Even though Jif Power Ups apparently didn't resonate enough with kids and parents to drive large revenues, CEO Mark Smucker said the platform was successful in attracting new consumers to the brand. Jif has a 40% market share in the peanut butter segment, according to the company's CAGNY presentation, so the new products coming out later this year could help maintain that position, even without peanut butter-based snacks.
Still, it's hard to understand why the lineup failed to gain enough traction with consumers for Smucker to keep it around. The company announced in October more than 2.5 million households had bought Jif Power Ups as of December 2018, and two versions of the bars were being launched in convenience stores.

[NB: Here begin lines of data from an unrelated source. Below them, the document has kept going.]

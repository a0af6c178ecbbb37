//! Unit tests for the task module.

mod support;
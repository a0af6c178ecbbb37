//! User accounts and the authenticated session for Novatra.
//!
//! The identity context owns registration, credential checks, profile
//! updates, and the auto-provisioning of accounts for invited email
//! addresses. It is the leaf dependency of every other context:
//!
//! - Domain types in [`domain`]
//! - Port contracts in [`ports`]
//! - Adapter implementations in [`adapters`]
//! - Orchestration services in [`services`]

pub mod adapters;
pub mod domain;
pub mod ports;
pub mod services;

#[cfg(test)]
mod tests;
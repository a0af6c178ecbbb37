//! Application services for projects, membership, and invitations.

mod activity;
mod invitations;
mod projects;

pub use invitations::InvitationResolution;
pub use projects::{CreateProjectRequest, ProjectResult, ProjectService, ProjectServiceError};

The popularity of the snack segment continues to grow, so competition is fierce for shelf space and brand loyalty, especially in the bars category. Other food manufacturers such as Hershey, Kellogg and Mondelez have been buying up bar brands and emphasizing their better-for-you snacking portfolios as the category grows increasingly popular with consumers. But considering the competition flooding the space, now could be a good time for Smucker to bow out, instead focusing its efforts in categories that are not so hotly contested.

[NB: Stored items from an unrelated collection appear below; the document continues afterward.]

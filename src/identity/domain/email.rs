//! Validated email address.

use super::IdentityDomainError;
use serde::{Deserialize, Serialize};
use std::fmt;

/// Email address in `local@domain.tld` form.
///
/// Comparison is case-sensitive and exact: `Ada@x.io` and `ada@x.io` are
/// different addresses.
#[derive(Debug, Clone, PartialEq, Eq, Hash, Serialize, Deserialize)]
#[serde(transparent)]
pub struct EmailAddress(String);

impl EmailAddress {
    /// Creates a validated email address.
    ///
    /// # Errors
    ///
    /// Returns [`IdentityDomainError::InvalidEmail`] when the value contains
    /// whitespace, does not contain exactly one `@`, or has no dot inside
    /// the domain part.
    pub fn new(value: impl Into<String>) -> Result<Self, IdentityDomainError> {
        let raw = value.into();
        if !is_well_formed(&raw) {
            return Err(IdentityDomainError::InvalidEmail(raw));
        }
        Ok(Self(raw))
    }

    /// Returns the part before the `@`.
    #[must_use]
    pub fn local_part(&self) -> &str {
        self.0.split_once('@').map_or(self.0.as_str(), |(local, _)| local)
    }

    /// Returns the address as `str`.
    #[must_use]
    pub fn as_str(&self) -> &str {
        &self.0
    }
}

fn is_well_formed(value: &str) -> bool {
    if value.chars().any(char::is_whitespace) {
        return false;
    }
    let Some((local, domain)) = value.split_once('@') else {
        return false;
    };
    if local.is_empty() || domain.contains('@') {
        return false;
    }
    domain
        .char_indices()
        .any(|(index, ch)| ch == '.' && index > 0 && index + 1 < domain.len())
}

impl AsRef<str> for EmailAddress {
    fn as_ref(&self) -> &str {
        self.as_str()
    }
}

impl fmt::Display for EmailAddress {
    fn fmt(&self, f: &mut fmt::Formatter<'_>) -> fmt::Result {
        f.write_str(&self.0)
    }
}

For legacy CPG companies such as Smucker, it often isn't enough to rely on core brands to enhance sales, so it needs to constantly innovate and reposition products to keep up with the trends. As Smucker pulls back on its Jif Power Ups, the company will be investing in other innovations, including one that has been a resounding success: Smucker's Uncrustables.

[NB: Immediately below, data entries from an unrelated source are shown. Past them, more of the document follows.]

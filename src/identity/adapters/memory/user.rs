//! In-memory user repository.

use async_trait::async_trait;
use indexmap::IndexMap;
use std::sync::{Arc, RwLock};

use crate::identity::{
    domain::{EmailAddress, User, UserId},
    ports::{UserRepository, UserRepositoryError, UserRepositoryResult},
};

/// Thread-safe in-memory user repository preserving registration order.
#[derive(Debug, Clone, Default)]
pub struct InMemoryUserRepository {
    users: Arc<RwLock<IndexMap<UserId, User>>>,
}

impl InMemoryUserRepository {
    /// Creates an empty in-memory repository.
    #[must_use]
    pub fn new() -> Self {
        Self::default()
    }

    /// Creates a repository pre-populated with `users`, keeping their order.
    #[must_use]
    pub fn with_users(users: impl IntoIterator<Item = User>) -> Self {
        let indexed = users.into_iter().map(|user| (user.id(), user)).collect();
        Self {
            users: Arc::new(RwLock::new(indexed)),
        }
    }
}

fn poisoned(err: &impl ToString) -> UserRepositoryError {
    UserRepositoryError::persistence(std::io::Error::other(err.to_string()))
}

#[async_trait]
impl UserRepository for InMemoryUserRepository {
    async fn store(&self, user: &User) -> UserRepositoryResult<()> {
        let mut users = self.users.write().map_err(|err| poisoned(&err))?;
        if users.contains_key(&user.id()) {
            return Err(UserRepositoryError::DuplicateUser(user.id()));
        }
        users.insert(user.id(), user.clone());
        Ok(())
    }

    async fn update(&self, user: &User) -> UserRepositoryResult<()> {
        let mut users = self.users.write().map_err(|err| poisoned(&err))?;
        let slot = users
            .get_mut(&user.id())
            .ok_or(UserRepositoryError::NotFound(user.id()))?;
        *slot = user.clone();
        Ok(())
    }

    async fn find_by_id(&self, id: UserId) -> UserRepositoryResult<Option<User>> {
        let users = self.users.read().map_err(|err| poisoned(&err))?;
        Ok(users.get(&id).cloned())
    }

    async fn find_by_email(&self, email: &EmailAddress) -> UserRepositoryResult<Option<User>> {
        let users = self.users.read().map_err(|err| poisoned(&err))?;
        Ok(users.values().find(|user| user.email() == email).cloned())
    }

    async fn list_all(&self) -> UserRepositoryResult<Vec<User>> {
        let users = self.users.read().map_err(|err| poisoned(&err))?;
        Ok(users.values().cloned().collect())
    }
}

In its CAGNY presentation, the company said Uncrustables was "the fastest-growing brand in frozen snacking" with a 19% increase in annual net sales between fiscal year 2001 and 2019. Smucker's new $340-million, 430,000-square-foot plant in Longmont, Colorado — which started up last summer — can turn out 2 million Uncrustables daily, the company said.
Moving forward, a focusing on more productive investments and enhanced marketing support could help revitalize Smucker's flagging revenue picture, but it could take time. The company has relied mainly on pet foods to boost sales, followed by its coffee segment. While sales bumped up slightly in fiscal year 2019, its second quarter revenue dropped 3% to $1.96 billion compared to $2.02 billion for the year before. The company is projecting a 3% decrease in net sales for the full fiscal year.
If dropping Jif Power Ups can help improve the company's bottom line and better streamline its portfolio, then it could prove to be a smart strategy. Since Smucker is expected to release third quarter earnings on February 26, it should soon become clear whether its strategies for achieving more sustainable top-line growth are beginning to have a positive effect.